Green applied the “Page 99 Test” to her new book, The Normans: Power, Conquest and Culture in 11th Century Europe, and reported the following:
Page 99 gives a very good idea of two of the main themes of the book, power and conquest. Its subject is a man named Robert of Rhuddlan, who came from Normandy to England as a lad. He spent fifteen years fighting in North Wales, carving out a territory for himself at the expense of the Welsh whom he killed, imprisoned or enslaved. He finally met his end by attacking the Welsh king whose ships were stranded on the beach near the Great Orme, even though his men were hopelessly outnumbered. He was a warrior who came to death, we are told, through pride and greed. His story is reflected in those of other Norman leaders, such as William the Conqueror, Robert Guiscard and his brothers who conquered southern Italy and Sicily, and Bohemond and Tancred, commanders on the First Crusade.
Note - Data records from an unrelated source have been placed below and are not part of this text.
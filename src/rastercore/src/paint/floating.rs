// This file is part of rastercore.
// Copyright (C) 2024 the rastercore authors
//
// rastercore is free software: you can redistribute it and/or modify
// it under the terms of the GNU General Public License as published by
// the Free Software Foundation, either version 3 of the License, or
// (at your option) any later version.
//
// rastercore is distributed in the hope that it will be useful,
// but WITHOUT ANY WARRANTY; without even the implied warranty of
// MERCHANTABILITY or FITNESS FOR A PARTICULAR PURPOSE.  See the
// GNU General Public License for more details.
//
// You should have received a copy of the GNU General Public License
// along with rastercore.  If not, see <https://www.gnu.org/licenses/>.


//! The floating selection protocol.
//!
//! A floating selection is a temporary layer that overlays another drawable
//! (its target). The target's pixels under the layer are kept in a backing
//! store, so the overlay can be lifted (relax), put back down (rigor) and
//! finally merged for good (anchor) without losing any pixel data.
//!
//! The overlay is composited directly into the target's pixels. This is
//! why the compositor skips floating layers: by the time the layer stack
//! is flattened, the floating selection is already part of its target.

use tracing::{debug, warn};

use super::boundary::Boundary;
use super::drawable::{Drawable, Lifecycle};
use super::image::{DrawableRef, Image};
use super::layer::{FloatingState, Layer, LayerId};
use super::rasterop::BlendOptions;
use super::region::{PixelRegion, PixelRegionMut};
use super::regionops::{composite_blend, copy_region};
use super::tilestore::TileStore;
use super::{AoE, Rectangle};
use crate::{RasterError, Result};

/// Alpha level at which floating selection pixels count as part of its outline
const BOUNDARY_THRESHOLD: u8 = 128;

fn target_of(image: &Image, id: LayerId) -> Result<DrawableRef> {
    image
        .layer(id)
        .ok_or(RasterError::NotFound)?
        .floating_state()
        .map(|s| s.target())
        .ok_or(RasterError::NotFloatingSelection)
}

fn state_mut(layer: &mut Layer) -> Result<&mut FloatingState> {
    layer
        .floating
        .as_mut()
        .ok_or(RasterError::NotFloatingSelection)
}

// Copy the backing store back into the target, within the given rectangle
fn restore(layer: &Layer, target: &mut Drawable, rect: &Rectangle) -> Result<AoE> {
    let bounds = layer.bounds();
    let tb = target.bounds();
    let area = match bounds.intersected(&tb).and_then(|r| r.intersected(rect)) {
        Some(r) => r,
        None => return Ok(AoE::Nothing),
    };
    let state = layer
        .floating_state()
        .ok_or(RasterError::NotFloatingSelection)?;

    let src = PixelRegion::new(state.backing_store(), area.offset(-bounds.x, -bounds.y))?;
    let mut dst = PixelRegionMut::new(target.tiles_mut(), area.offset(-tb.x, -tb.y))?;
    copy_region(&src, &mut dst)?;
    Ok(AoE::Bounds(area))
}

/// Attach a layer as the image's floating selection, overlaying the target.
///
/// An existing floating selection is anchored first. If the target was
/// that floating selection, the new one overlays the old one's target
/// (the drawable that becomes active after the anchor) instead.
/// Nothing is changed when the attach fails.
pub fn attach(image: &mut Image, mut layer: Layer, target: DrawableRef) -> Result<LayerId> {
    if layer.drawable().lifecycle() != Lifecycle::Unattached {
        return Err(RasterError::AlreadyExists);
    }

    let old = image.floating_layer();
    let target = match old {
        Some(old) if target.layer_id() == Some(old) => target_of(image, old)?,
        _ => target,
    };

    let target_drawable = image.drawable(target).ok_or(RasterError::NotFound)?;
    if target_drawable.format().color != layer.format().color {
        return Err(RasterError::IncompatibleFormat);
    }
    let backing = TileStore::new(
        layer.drawable().width(),
        layer.drawable().height(),
        target_drawable.format().bpp() as u32,
    )?;

    if let Some(old) = old {
        debug!("Anchoring {} to make room for a new floating selection", old);
        anchor(image, old)?;
    }

    layer.preserve_alpha = true;
    layer.floating = Some(FloatingState {
        target,
        backing,
        initial: true,
        boundary: None,
    });

    let id = image.insert_layer(layer, 0)?;
    image.set_floating(Some(id));
    debug!("Attached floating selection {} to {:?}", id, target);

    rigor(image, id, true)?;
    let bounds = image.layer(id).ok_or(RasterError::NotFound)?.bounds();
    composite(image, id, &bounds, true)?;
    Ok(id)
}

/// Save the target's pixels under the floating selection into the backing store
pub fn rigor(image: &mut Image, id: LayerId, push_undo: bool) -> Result<()> {
    let target = target_of(image, id)?;
    let (layer, drawable) = image.split_floating(id, target)?;
    let bounds = layer.bounds();
    let tb = drawable.bounds();
    let state = state_mut(layer)?;

    if let Some(area) = bounds.intersected(&tb) {
        let src = PixelRegion::new(drawable.tiles(), area.offset(-tb.x, -tb.y))?;
        let mut dst = PixelRegionMut::new(&mut state.backing, area.offset(-bounds.x, -bounds.y))?;
        copy_region(&src, &mut dst)?;
    }
    state.initial = true;

    debug!("Rigor {} (push_undo: {})", id, push_undo);
    Ok(())
}

/// Put the target's original pixels back under the floating selection
pub fn relax(image: &mut Image, id: LayerId, push_undo: bool) -> Result<AoE> {
    let target = target_of(image, id)?;
    let (layer, drawable) = image.split_floating(id, target)?;

    let aoe = if state_mut(layer)?.initial {
        AoE::Nothing
    } else {
        let bounds = layer.bounds();
        restore(layer, drawable, &bounds)?
    };
    state_mut(layer)?.initial = true;

    debug!("Relax {} (push_undo: {})", id, push_undo);
    Ok(aoe)
}

/// Blend the floating selection onto its target within the given rectangle.
///
/// Previously composited pixels are restored first. The blend ignores the
/// target's own preserve-alpha setting and the image's active channels:
/// a floating selection merge is never channel clipped.
pub fn composite(image: &mut Image, id: LayerId, rect: &Rectangle, push_undo: bool) -> Result<AoE> {
    let target = target_of(image, id)?;
    let (layer, drawable) = image.split_floating(id, target)?;

    let mut aoe = if state_mut(layer)?.initial {
        if layer.is_visible() {
            state_mut(layer)?.initial = false;
        }
        AoE::Nothing
    } else {
        restore(layer, drawable, rect)?
    };

    if layer.is_visible() {
        let bounds = layer.bounds();
        let tb = drawable.bounds();
        if let Some(area) = bounds.intersected(&tb).and_then(|r| r.intersected(rect)) {
            let local = area.offset(-bounds.x, -bounds.y);
            let src = PixelRegion::new(layer.tiles(), local)?;
            let mask = match layer.mask() {
                Some(m) if m.apply => Some(PixelRegion::new(m.tiles(), local)?),
                _ => None,
            };
            let dst_fmt = drawable.format();
            let mut dst = PixelRegionMut::new(drawable.tiles_mut(), area.offset(-tb.x, -tb.y))?;
            composite_blend(
                &src,
                layer.format(),
                &mut dst,
                dst_fmt,
                layer.mode,
                layer.opacity,
                mask.as_ref(),
                &BlendOptions::default(),
            )?;
            aoe = aoe.merge(AoE::Bounds(area));
        }
    }

    debug!("Composite {} at {:?} (push_undo: {})", id, rect, push_undo);
    Ok(aoe)
}

/// Merge the floating selection into its target permanently.
///
/// The layer is removed from the image and the target becomes
/// the active drawable.
pub fn anchor(image: &mut Image, id: LayerId) -> Result<AoE> {
    let target = target_of(image, id)?;
    if image.drawable(target).is_none() {
        warn!("Target of {} is gone, discarding it", id);
        remove(image, id)?;
        return Ok(AoE::Nothing);
    }

    image
        .drawable_mut(target)
        .ok_or(RasterError::NotFound)?
        .invalidate_preview();

    let mut aoe = relax(image, id, true)?;
    let bounds = image.layer(id).ok_or(RasterError::NotFound)?.bounds();
    aoe = aoe.merge(composite(image, id, &bounds, true)?);

    image.detach_layer(id)?;
    image.invalidate_selection_bounds();
    image.set_active(Some(target))?;

    debug!("Anchored {} to {:?}", id, target);
    Ok(aoe)
}

/// Turn the floating selection into an ordinary layer.
///
/// The target gets its original pixels back. Floating selections
/// over channels, masks or the selection cannot become layers.
pub fn to_layer(image: &mut Image, id: LayerId) -> Result<AoE> {
    let target = target_of(image, id)?;
    match target {
        DrawableRef::Layer(_) => {}
        _ => {
            return Err(RasterError::UnsupportedOperation(
                "floating selection over a channel cannot become a layer",
            ))
        }
    }
    let (layer, drawable) = image.split_floating(id, target)?;
    let bounds = layer.bounds();
    let aoe = if state_mut(layer)?.initial {
        AoE::Nothing
    } else {
        restore(layer, drawable, &bounds)?
    };
    layer.floating = None;
    layer.set_visible(true);

    image.set_floating(None);
    image.invalidate_selection_bounds();

    debug!("Floating selection {} is now a layer", id);
    Ok(aoe.merge(AoE::Bounds(bounds)))
}

/// Remove the floating selection, restoring the target's pixels
pub fn remove(image: &mut Image, id: LayerId) -> Result<Layer> {
    let target = target_of(image, id)?;

    // A target removed behind our back has nothing to restore
    if image.drawable(target).is_some() {
        relax(image, id, true)?;
    }
    image
        .layer_mut(id)
        .ok_or(RasterError::NotFound)?
        .drawable_mut()
        .invalidate_preview();

    let mut layer = image.detach_layer(id)?;
    layer.floating = None;
    if image.drawable(target).is_some() {
        image.set_active(Some(target))?;
    }

    debug!("Removed floating selection {}", id);
    Ok(layer)
}

/// Get the outline of the floating selection's opaque pixels, in image coordinates
pub fn boundary(image: &mut Image, id: LayerId) -> Result<&Boundary> {
    let layer = image.layer_mut(id).ok_or(RasterError::NotFound)?;
    if state_mut(layer)?.boundary.is_none() {
        let found = Boundary::find(
            layer.tiles(),
            layer.format(),
            BOUNDARY_THRESHOLD,
            layer.drawable().offset(),
        );
        state_mut(layer)?.boundary = Some(found);
    }
    layer
        .floating_state()
        .and_then(|s| s.boundary.as_ref())
        .ok_or(RasterError::NotFloatingSelection)
}

/// Forget the cached outline. Call this after changing the layer's content.
pub fn invalidate_boundary(image: &mut Image, id: LayerId) -> Result<()> {
    let layer = image.layer_mut(id).ok_or(RasterError::NotFound)?;
    state_mut(layer)?.boundary = None;
    Ok(())
}

/// Move the floating selection.
///
/// The target's pixels under the old position are restored before
/// the overlay is composited at the new position.
pub fn translate(image: &mut Image, id: LayerId, dx: i32, dy: i32) -> Result<AoE> {
    target_of(image, id)?;

    let mut aoe = relax(image, id, false)?;

    let layer = image.layer_mut(id).ok_or(RasterError::NotFound)?;
    let (x, y) = layer.drawable().offset();
    layer.set_offset(x.saturating_add(dx), y.saturating_add(dy));
    state_mut(layer)?.boundary = None;
    let bounds = layer.bounds();

    rigor(image, id, false)?;
    aoe = aoe.merge(composite(image, id, &bounds, false)?);
    Ok(aoe)
}

#[cfg(test)]
mod tests {
    use super::*;
    use crate::paint::boundary::BoundSeg;
    use crate::paint::color::ColorType;

    fn setup() -> (Image, LayerId) {
        let mut image = Image::new(100, 100, ColorType::Rgb).unwrap();
        let mut base = Layer::new("base", 100, 100, ColorType::Rgb, true).unwrap();
        base.drawable_mut().tiles_mut().fill(&[0, 0, 255, 255]);
        let id = image.add_layer(base, 0).unwrap();
        (image, id)
    }

    fn red_patch(x: i32, y: i32) -> Layer {
        let mut l = Layer::new("patch", 10, 10, ColorType::Rgb, true).unwrap();
        l.drawable_mut().tiles_mut().fill(&[255, 0, 0, 255]);
        l.set_offset(x, y);
        l
    }

    #[test]
    fn test_translate() {
        let (mut image, base) = setup();
        let fs = attach(&mut image, red_patch(0, 0), DrawableRef::Layer(base)).unwrap();
        let aoe = translate(&mut image, fs, 50, 50).unwrap();
        assert_eq!(aoe, AoE::Bounds(Rectangle::new(0, 0, 60, 60)));

        let tiles = image.layer(base).unwrap().tiles();
        assert_eq!(tiles.pixel_at(5, 5), &[0, 0, 255, 255]);
        assert_eq!(tiles.pixel_at(55, 55), &[255, 0, 0, 255]);
    }

    #[test]
    fn test_boundary_cache() {
        let (mut image, base) = setup();
        let fs = attach(&mut image, red_patch(20, 30), DrawableRef::Layer(base)).unwrap();
        let b = boundary(&mut image, fs).unwrap();
        assert_eq!(b.polygons().len(), 1);
        assert!(b.segments().contains(&BoundSeg {
            x1: 20,
            y1: 30,
            x2: 30,
            y2: 30
        }));

        translate(&mut image, fs, 1, 0).unwrap();
        assert!(image.layer(fs).unwrap().floating_state().unwrap().boundary.is_none());
    }

    #[test]
    fn test_relax_and_invalidate() {
        let (mut image, base) = setup();
        let fs = attach(&mut image, red_patch(0, 0), DrawableRef::Layer(base)).unwrap();
        let state = |image: &Image| image.layer(fs).unwrap().floating_state().unwrap().clone();
        assert!(!state(&image).is_initial());
        assert!(!image.layer(fs).unwrap().editable_components().is_active(3));

        relax(&mut image, fs, false).unwrap();
        assert!(state(&image).is_initial());
        assert_eq!(image.layer(base).unwrap().tiles().pixel_at(5, 5), &[0, 0, 255, 255]);

        boundary(&mut image, fs).unwrap();
        assert!(state(&image).boundary.is_some());
        invalidate_boundary(&mut image, fs).unwrap();
        assert!(state(&image).boundary.is_none());
    }

    #[test]
    fn test_not_floating() {
        let (mut image, base) = setup();
        assert!(matches!(anchor(&mut image, base), Err(RasterError::NotFloatingSelection)));
        assert!(matches!(to_layer(&mut image, base), Err(RasterError::NotFloatingSelection)));
        assert!(matches!(anchor(&mut image, LayerId(99)), Err(RasterError::NotFound)));
    }
}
What is the reality which lay behind their conquests, and the myth that they were terrific warriors, the ‘stormin’ Normans’? The first part of this book explores various possible explanations, arguing that a great deal of their success was due to timing, luck, and opportunism rather than any qualities unique to Normans. The second considers the effects of their conquests in terms of state building and lordship, power experienced at its most direct, and then looks at the wider context. ‘Cultural encounters’ deals with the impact of newcomers on natives in different parts of Europe and the near East, and ranges from dress and diet to music and medicine. The issue of identity comes up when looking at Norman emigration, and the extent to which they continued to identify with a Norman ‘homeland’. Then the visible legacy of their presence in terms of castles and cathedrals is highlighted. If England was to be studded with far more castles than before 1066, the Normans’ arrival made much less change in southern Italy, for instance, where there were already Byzantine towers. Almost all major churches in England after 1066 were destroyed and rebuilt on a huge scale but in a form that did not simply replicate those in Normandy. In other words, the Normans were catalysts of change, but the old certainties of the nature and extent of change have been swept aside in recent years.